**Task requirements**
Narrow the data below down to the lines containing "unwrap".

[Source data]

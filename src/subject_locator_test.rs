use std::sync::Arc;

use k8s_openapi::api::rbac::v1::{
    ClusterRole, ClusterRoleBinding, PolicyRule, RoleRef, Subject,
};
use k8s_openapi::apimachinery::pkg::apis::meta::v1::ObjectMeta;

use crate::rbac::Attributes;
use crate::store::Store;
use crate::subject_locator::{
    SubjectAccessEvaluator, SubjectLocator, GROUP_KIND, RBAC_API_GROUP, SYSTEM_MASTERS_GROUP,
    USER_KIND,
};

const CLUSTER_GROUP: &str = "cluster.open-cluster-management.io";

fn strings(values: &[&str]) -> Vec<String> {
    values.iter().map(|v| v.to_string()).collect()
}

fn get_clusters_rule(names: &[&str]) -> PolicyRule {
    PolicyRule {
        verbs: strings(&["get"]),
        api_groups: Some(strings(&[CLUSTER_GROUP])),
        resources: Some(strings(&["managedclusters"])),
        resource_names: if names.is_empty() {
            None
        } else {
            Some(strings(names))
        },
        non_resource_urls: None,
    }
}

fn cluster_role(name: &str, rules: Vec<PolicyRule>) -> ClusterRole {
    ClusterRole {
        metadata: ObjectMeta {
            name: Some(name.to_string()),
            uid: Some(format!("uid-{}", name)),
            resource_version: Some("1".to_string()),
            ..Default::default()
        },
        rules: Some(rules),
        ..Default::default()
    }
}

fn user_subject(name: &str) -> Subject {
    Subject {
        api_group: Some(RBAC_API_GROUP.to_string()),
        kind: USER_KIND.to_string(),
        name: name.to_string(),
        namespace: None,
    }
}

fn binding(name: &str, role: &str, subjects: Vec<Subject>) -> ClusterRoleBinding {
    ClusterRoleBinding {
        metadata: ObjectMeta {
            name: Some(name.to_string()),
            uid: Some(format!("uid-{}", name)),
            resource_version: Some("1".to_string()),
            ..Default::default()
        },
        role_ref: RoleRef {
            api_group: RBAC_API_GROUP.to_string(),
            kind: "ClusterRole".to_string(),
            name: role.to_string(),
        },
        subjects: Some(subjects),
    }
}

fn stores(
    roles: Vec<ClusterRole>,
    bindings: Vec<ClusterRoleBinding>,
) -> (Arc<Store<ClusterRole>>, Arc<Store<ClusterRoleBinding>>) {
    let role_store = Arc::new(Store::new());
    for role in roles {
        let name = role.metadata.name.clone().unwrap();
        role_store.apply(name, role, Some("1".to_string()));
    }
    let binding_store = Arc::new(Store::new());
    for b in bindings {
        let name = b.metadata.name.clone().unwrap();
        binding_store.apply(name, b, Some("1".to_string()));
    }
    (role_store, binding_store)
}

#[test]
fn test_seed_subjects_always_present() {
    let (roles, bindings) = stores(vec![], vec![]);
    let evaluator = SubjectAccessEvaluator::new(roles, bindings, None);

    let attrs = Attributes::get_resource(CLUSTER_GROUP, "managedclusters", "mc-a");
    let (subjects, errors) = evaluator.allowed_subjects(&attrs);

    assert!(errors.is_empty());
    assert_eq!(subjects.len(), 1);
    assert_eq!(subjects[0].kind, GROUP_KIND);
    assert_eq!(subjects[0].name, SYSTEM_MASTERS_GROUP);
}

#[test]
fn test_super_user_seeded_when_configured() {
    let (roles, bindings) = stores(vec![], vec![]);
    let evaluator = SubjectAccessEvaluator::new(roles, bindings, Some("admin".to_string()));

    let attrs = Attributes::get_resource(CLUSTER_GROUP, "managedclusters", "mc-a");
    let (subjects, _) = evaluator.allowed_subjects(&attrs);

    assert_eq!(subjects.len(), 2);
    assert_eq!(subjects[1].kind, USER_KIND);
    assert_eq!(subjects[1].name, "admin");
}

#[test]
fn test_binding_subjects_collected_when_role_allows() {
    let (roles, bindings) = stores(
        vec![
            cluster_role("cluster-reader", vec![get_clusters_rule(&[])]),
            cluster_role("pod-reader", vec![]),
        ],
        vec![
            binding("crb1", "cluster-reader", vec![user_subject("alice")]),
            binding("crb2", "pod-reader", vec![user_subject("bob")]),
        ],
    );
    let evaluator = SubjectAccessEvaluator::new(roles, bindings, None);

    let attrs = Attributes::get_resource(CLUSTER_GROUP, "managedclusters", "mc-a");
    let (subjects, errors) = evaluator.allowed_subjects(&attrs);

    assert!(errors.is_empty());
    let names: Vec<&str> = subjects.iter().map(|s| s.name.as_str()).collect();
    assert!(names.contains(&"alice"));
    assert!(!names.contains(&"bob"));
}

#[test]
fn test_missing_role_is_an_error_but_does_not_abort() {
    let (roles, bindings) = stores(
        vec![cluster_role("cluster-reader", vec![get_clusters_rule(&[])])],
        vec![
            binding("crb-bad", "no-such-role", vec![user_subject("mallory")]),
            binding("crb1", "cluster-reader", vec![user_subject("alice")]),
        ],
    );
    let evaluator = SubjectAccessEvaluator::new(roles, bindings, None);

    let attrs = Attributes::get_resource(CLUSTER_GROUP, "managedclusters", "mc-a");
    let (subjects, errors) = evaluator.allowed_subjects(&attrs);

    assert_eq!(errors.len(), 1);
    assert!(errors[0].contains("no-such-role"));

    let names: Vec<&str> = subjects.iter().map(|s| s.name.as_str()).collect();
    assert!(names.contains(&"alice"));
    assert!(!names.contains(&"mallory"));
}

#[test]
fn test_name_restricted_role_only_matches_named_resource() {
    let (roles, bindings) = stores(
        vec![cluster_role("one-cluster", vec![get_clusters_rule(&["mc-b"])])],
        vec![binding("crb1", "one-cluster", vec![user_subject("bob")])],
    );
    let evaluator = SubjectAccessEvaluator::new(roles, bindings, None);

    let allowed = Attributes::get_resource(CLUSTER_GROUP, "managedclusters", "mc-b");
    let (subjects, _) = evaluator.allowed_subjects(&allowed);
    assert!(subjects.iter().any(|s| s.name == "bob"));

    let denied = Attributes::get_resource(CLUSTER_GROUP, "managedclusters", "mc-a");
    let (subjects, _) = evaluator.allowed_subjects(&denied);
    assert!(!subjects.iter().any(|s| s.name == "bob"));
}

[/Source data]

**Exercise response**
        let name = role.metadata.name.clone().unwrap();
        let name = b.metadata.name.clone().unwrap();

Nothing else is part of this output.